_Collected data_:
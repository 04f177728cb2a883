//! Processing operations.
//!
//! ## Purpose
//!
//! This module defines the transforms the processor can apply to a sequence
//! and how each is looked up by name.
//!
//! ## Key concepts
//!
//! * **Elementwise**: `Identity`, `Square` and `Sqrt` map each value independently.
//! * **Whole-sequence**: `Normalize` depends on the sequence's min and max.
//! * **Names**: Operations parse from their exact lowercase names.
//!
//! ## Invariants
//!
//! * Every operation returns a sequence of the same length and order as its input.
//! * `Sqrt` takes the absolute value first, so negative inputs never yield NaN.

// Feature-gated imports
#[cfg(not(feature = "std"))]
use alloc::{string::ToString, vec::Vec};
#[cfg(feature = "std")]
use std::vec::Vec;

// External dependencies
use core::fmt::{Display, Formatter, Result};
use core::str::FromStr;
use num_traits::Float;

// Internal dependencies
use crate::math::scaling;
use crate::primitives::errors::NumkitError;

/// Transform applied by `DataProcessor::process`.
#[derive(Debug, Clone, Copy, PartialEq, Eq, Hash, Default)]
pub enum Operation {
    /// Values unchanged.
    #[default]
    Identity,

    /// `x^2`.
    Square,

    /// `sqrt(|x|)`.
    Sqrt,

    /// Min-max scaling into `[0, 1]`.
    Normalize,
}

impl Operation {
    /// All operations, in declaration order.
    pub const ALL: [Self; 4] = [Self::Identity, Self::Square, Self::Sqrt, Self::Normalize];

    /// Canonical name of the operation.
    pub fn name(self) -> &'static str {
        match self {
            Self::Identity => "identity",
            Self::Square => "square",
            Self::Sqrt => "sqrt",
            Self::Normalize => "normalize",
        }
    }

    /// Apply the operation to a sequence, producing a new vector.
    pub fn apply<T: Float>(self, vals: &[T]) -> Vec<T> {
        match self {
            Self::Identity => vals.to_vec(),
            Self::Square => vals.iter().map(|&x| x * x).collect(),
            Self::Sqrt => vals.iter().map(|&x| x.abs().sqrt()).collect(),
            Self::Normalize => scaling::min_max(vals),
        }
    }
}

impl FromStr for Operation {
    type Err = NumkitError;

    fn from_str(name: &str) -> core::result::Result<Self, Self::Err> {
        Self::ALL
            .into_iter()
            .find(|op| op.name() == name)
            .ok_or_else(|| NumkitError::InvalidOperation(name.to_string()))
    }
}

impl Display for Operation {
    fn fmt(&self, f: &mut Formatter<'_>) -> Result {
        f.write_str(self.name())
    }
}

_Your goal_: Down to the last line, repeat the data exactly.

_Your response_:
repository 04f177728cb2a883
//! Processing operations.
//!
//! ## Purpose
//!
//! This module defines the transforms the processor can apply to a sequence
//! and how each is looked up by name.
//!
//! ## Key concepts
//!
//! * **Elementwise**: `Identity`, `Square` and `Sqrt` map each value independently.
//! * **Whole-sequence**: `Normalize` depends on the sequence's min and max.
//! * **Names**: Operations parse from their exact lowercase names.
//!
//! ## Invariants
//!
//! * Every operation returns a sequence of the same length and order as its input.
//! * `Sqrt` takes the absolute value first, so negative inputs never yield NaN.

// Feature-gated imports
#[cfg(not(feature = "std"))]
use alloc::{string::ToString, vec::Vec};
#[cfg(feature = "std")]
use std::vec::Vec;

// External dependencies
use core::fmt::{Display, Formatter, Result};
use core::str::FromStr;
use num_traits::Float;

// Internal dependencies
use crate::math::scaling;
use crate::primitives::errors::NumkitError;

/// Transform applied by `DataProcessor::process`.
#[derive(Debug, Clone, Copy, PartialEq, Eq, Hash, Default)]
pub enum Operation {
    /// Values unchanged.
    #[default]
    Identity,

    /// `x^2`.
    Square,

    /// `sqrt(|x|)`.
    Sqrt,

    /// Min-max scaling into `[0, 1]`.
    Normalize,
}

impl Operation {
    /// All operations, in declaration order.
    pub const ALL: [Self; 4] = [Self::Identity, Self::Square, Self::Sqrt, Self::Normalize];

    /// Canonical name of the operation.
    pub fn name(self) -> &'static str {
        match self {
            Self::Identity => "identity",
            Self::Square => "square",
            Self::Sqrt => "sqrt",
            Self::Normalize => "normalize",
        }
    }

    /// Apply the operation to a sequence, producing a new vector.
    pub fn apply<T: Float>(self, vals: &[T]) -> Vec<T> {
        match self {
            Self::Identity => vals.to_vec(),
            Self::Square => vals.iter().map(|&x| x * x).collect(),
            Self::Sqrt => vals.iter().map(|&x| x.abs().sqrt()).collect(),
            Self::Normalize => scaling::min_max(vals),
        }
    }
}

impl FromStr for Operation {
    type Err = NumkitError;

    fn from_str(name: &str) -> core::result::Result<Self, Self::Err> {
        Self::ALL
            .into_iter()
            .find(|op| op.name() == name)
            .ok_or_else(|| NumkitError::InvalidOperation(name.to_string()))
    }
}

impl Display for Operation {
    fn fmt(&self, f: &mut Formatter<'_>) -> Result {
        f.write_str(self.name())
    }
}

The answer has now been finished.